On Monday morning bright and early we set off on foot for the Cinque Terre. We had packed a few things for an overnight stop in my day bag and the sky was overcast which meant it would be cooler at least to begin with. The path we were taking from Levanto, where we are currently pitched, would take us to the first of the 5 towns. It was quite a tough walk. It took 4 hours to get to Monterosso. The sun came out and it got very hot. The path was not well maintained and although mostly in shade it was steep either up or down with very little on the level. The thing which peeved Christine most was that we arrived at Monterosso after a tough 4 hour hike and we had only reached the start of the Cinque Terre walk. We could have arrived by train at the same place in about 5 minutes! After a beer and a meal on the waterfront we took the train to the next stop, Vernazza. This was where we had decided to stay overnight. I will pass over to Christine now so she can give her own account and continue the tale of our jaunt in the Cinque Terre.

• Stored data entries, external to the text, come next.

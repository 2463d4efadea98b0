/*
 * Copyright 2025 Vijaykumar Singh
 *
 * Licensed under the Apache License, Version 2.0 (the "License");
 * you may not use this file except in compliance with the License.
 * You may obtain a copy of the License at
 *
 *     http://www.apache.org/licenses/LICENSE-2.0
 *
 * Unless required by applicable law or agreed to in writing, software
 * distributed under the License is distributed on an "AS IS" BASIS,
 * WITHOUT WARRANTIES OR CONDITIONS OF ANY KIND, either express or implied.
 * See the License for the specific language governing permissions and
 * limitations under the License.
 */

//! Scalar range encoders used for feature normalization
//!
//! [`Quantizer`] maps a vector magnitude onto a single byte using the min/max
//! observed over all fragments of a codebook. [`BoundingBox`] maps positions into
//! `[-1, 1]` per axis before they are product-quantized.

use serde::{Deserialize, Serialize};

const MAX_CODE: f32 = 255.0;

/// One-byte min-max encoder for non-negative lengths.
#[derive(Debug, Clone, Copy, PartialEq, Default, Serialize, Deserialize)]
pub struct Quantizer {
    pub minimum: f32,
    /// Always `>= 0`
    pub range: f32,
}

impl Quantizer {
    pub fn new(minimum: f32, range: f32) -> Self {
        Self {
            minimum,
            range: if range.is_finite() { range.max(0.0) } else { 0.0 },
        }
    }

    /// Quantizer covering `[min, max]`; inverted bounds give a zero range.
    pub fn compute(min: f32, max: f32) -> Self {
        Self::new(min, max - min)
    }

    /// Quantizer covering every value of `values`. Empty input gives the zero quantizer.
    pub fn from_values<I: IntoIterator<Item = f32>>(values: I) -> Self {
        let (min, max) = values
            .into_iter()
            .fold((f32::INFINITY, f32::NEG_INFINITY), |(lo, hi), v| {
                (lo.min(v), hi.max(v))
            });
        if min > max {
            Self::default()
        } else {
            Self::compute(min, max)
        }
    }

    pub fn encode(&self, length: f32) -> u8 {
        if self.range <= 0.0 {
            return 0;
        }
        let normalized = ((length - self.minimum) / self.range).clamp(0.0, 1.0);
        (normalized * MAX_CODE).round() as u8
    }

    pub fn decode(&self, code: u8) -> f32 {
        self.minimum + (code as f32 / MAX_CODE) * self.range
    }

    /// Position of `length` within the range, clamped to `[0, 1]`.
    #[inline]
    pub fn normalize(&self, length: f32) -> f32 {
        if self.range <= 0.0 {
            0.0
        } else {
            ((length - self.minimum) / self.range).clamp(0.0, 1.0)
        }
    }

    /// Difference of two lengths on the normalized scale. A degenerate range
    /// compares the raw lengths, clamped to `[-1, 1]`.
    #[inline]
    pub fn normalized_difference(&self, a: f32, b: f32) -> f32 {
        if self.range <= 0.0 {
            (a - b).clamp(-1.0, 1.0)
        } else {
            self.normalize(a) - self.normalize(b)
        }
    }
}

/// Axis-aligned bounds of one position feature.
#[derive(Debug, Clone, Copy, PartialEq, Serialize, Deserialize)]
pub struct BoundingBox {
    pub min: [f32; 3],
    pub max: [f32; 3],
}

impl Default for BoundingBox {
    fn default() -> Self {
        Self::empty()
    }
}

impl BoundingBox {
    pub fn empty() -> Self {
        Self {
            min: [f32::INFINITY; 3],
            max: [f32::NEG_INFINITY; 3],
        }
    }

    pub fn is_empty(&self) -> bool {
        (0..3).any(|axis| self.min[axis] > self.max[axis])
    }

    pub fn extend(&mut self, point: [f32; 3]) {
        for axis in 0..3 {
            self.min[axis] = self.min[axis].min(point[axis]);
            self.max[axis] = self.max[axis].max(point[axis]);
        }
    }

    pub fn from_points<I: IntoIterator<Item = [f32; 3]>>(points: I) -> Self {
        let mut bounds = Self::empty();
        for point in points {
            bounds.extend(point);
        }
        bounds
    }

    /// Maps `point` into `[-1, 1]` per axis; a degenerate axis maps to 0.
    pub fn normalize(&self, point: [f32; 3]) -> [f32; 3] {
        let mut out = [0.0; 3];
        for axis in 0..3 {
            let extent = self.max[axis] - self.min[axis];
            out[axis] = if extent > 0.0 {
                (2.0 * (point[axis] - self.min[axis]) / extent - 1.0).clamp(-1.0, 1.0)
            } else {
                0.0
            };
        }
        out
    }
}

Well I did find it tough going and had a face like a beetroot by the time we got to Monterosso and so was very happy to get onto the train to the next of the five towns. All of the towns are served by train and one ticket, valid for two days, enables you to hop on and off at will. You do miss out on the views doing this though as most of the line is in tunnels. Varnazza was very pretty and very busy with lots of American tourists. After a bit of wandering up and down we found a nice room close to the harbour. Maria, the proprietor gave us good advice about where to eat etc and after a meal we went to bed quite shattered. Today we visited the remaining three towns (by train) and then took a bus up to an old monastery. To return by bus we would have to have waited 3 hours, so I found my self staggering down another steep descent with walking pole in one hand and Frank's hand in the other. But we made it! The Cinque Terre coast is extremely beautiful and the towns are all a little different from each other. At Riomaggiore we walked a little way along the famous Via dell'Amore. This is a footpath cut out of the cliff and has lovely views out to sea. It is also flat and paved! Varnazza attracts the most visitors and there is quite a buzz about the place - especially in the Blue Merlin bar in the evenings. I guess this little expedition is the closest I'm going to get to backpacking these days and whilst I liked the bits sitting in the bars and people watching, I did find the hiking a bit of a challenge (need a new pair of knees).
We will be starting our journey westwards to France tomorrow, with a couple of stopovers before we reach Montpellier for our 2 week stay in the gite.